Children increasingly 'frontline targets' in Middle East wars, says UN
Children in conflict zones have come under attack at a “shocking scale” throughout 2017, UNICEF warned, with children in Iraq, Syria and Yemen among those worse affected.
“Children are being targeted and exposed to attacks and brutal violence in their homes, schools and playgrounds,” said Manuel Fontaine, UNICEF director of emergency programmes, said in a statement. “As these attacks continue year after year, we cannot become numb. Such brutality cannot be the new normal.”
In Yemen, more than 1,000 days of fighting has left at least 5,000 children dead or injured with more than 11 million children needing humanitarian assistance. Some 385,000 children are severely malnourished and at risk of death if not urgently.

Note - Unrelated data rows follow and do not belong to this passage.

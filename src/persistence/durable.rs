//! Low-level durable file operations.
//!
//! Every record the relay persists goes through [`write_atomic`], so a crash
//! at any point leaves either the previous version or the new version on disk,
//! never a torn write.
//!
//! # Why Directory fsync?
//!
//! On POSIX systems, creating or renaming a file updates the directory entry.
//! Without fsync on the directory, this entry may not survive a power loss
//! even if the file contents were synced.

use std::fs::{File, OpenOptions};
use std::io::{self, Write};
use std::path::Path;

/// Syncs a file's contents and metadata to disk.
pub fn fsync_file(file: &File) -> io::Result<()> {
    file.sync_all()
}

/// Syncs a directory to disk, ensuring directory entries are durable.
///
/// # Errors
///
/// Returns an error if the path doesn't exist or if the fsync system call fails.
pub fn fsync_dir(dir_path: &Path) -> io::Result<()> {
    let dir = OpenOptions::new().read(true).open(dir_path)?;
    dir.sync_all()
}

/// Writes `bytes` to `path` atomically.
///
/// 1. Write to `<path>.tmp`
/// 2. fsync the temp file
/// 3. Rename to `<path>`
/// 4. fsync the parent directory
///
/// The parent directory is created if missing.
pub fn write_atomic(path: &Path, bytes: &[u8]) -> io::Result<()> {
    let parent = path.parent();
    if let Some(parent) = parent {
        std::fs::create_dir_all(parent)?;
    }

    let mut tmp_name = path.as_os_str().to_owned();
    tmp_name.push(".tmp");
    let tmp_path = Path::new(&tmp_name);

    {
        let mut file = OpenOptions::new()
            .write(true)
            .create(true)
            .truncate(true)
            .open(tmp_path)?;
        file.write_all(bytes)?;
        fsync_file(&file)?;
    }

    std::fs::rename(tmp_path, path)?;

    if let Some(parent) = parent {
        fsync_dir(parent)?;
    }

    Ok(())
}

/// Removes `path`, returning whether it existed.
///
/// The parent directory is fsynced so the deletion survives a crash. A
/// missing file or missing directory is not an error.
pub fn remove_durable(path: &Path) -> io::Result<bool> {
    match std::fs::remove_file(path) {
        Ok(()) => {}
        Err(e) if e.kind() == io::ErrorKind::NotFound => return Ok(false),
        Err(e) => return Err(e),
    }

    if let Some(parent) = path.parent() {
        match fsync_dir(parent) {
            Ok(()) => {}
            Err(e) if e.kind() == io::ErrorKind::NotFound => {}
            Err(e) => return Err(e),
        }
    }

    Ok(true)
}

The war has also cut off the flow of essential supplies to hospitals struggling to cope with an unprecedented cholera epidemic which UNICEF said infects on average one child every 35 seconds.
In Syria, nearly six million children are in need of humanitarian assistance, with almost half forced to flee their home, and in Iraq heavy fighting between the Islamic State group and Iraqi ground forces backed by US-led coalition aerial bombardment means that five million children lack access to clean water, sanitation, healthcare and secure living conditions.
In Iraq and Syria, children have reportedly been used as human shields, trapped under siege, targeted by snipers and living through intense bombardment and violence. Rape, forced marriage, abduction and enslavement have become a fact of life for many in Iraq, Syria and Yemen.
According to analysis by UNICEF from earlier this year, nearly one in five children in the Middle East and North Africa are in need of urgent humanitarian assistance becaause of wars raging across the region.
As well as the Middle East, children caught in conflicts in Myanmar, South Sudan, Ukraine, Somalia and sub-Saharan Africa have become “front-line targets”, used as human shields, killed, maimed and recruited to fight with militants.
UNICEF, the children’s arm of the United Nations, called on warring parties to respect international law designed to protect the most vulnerable.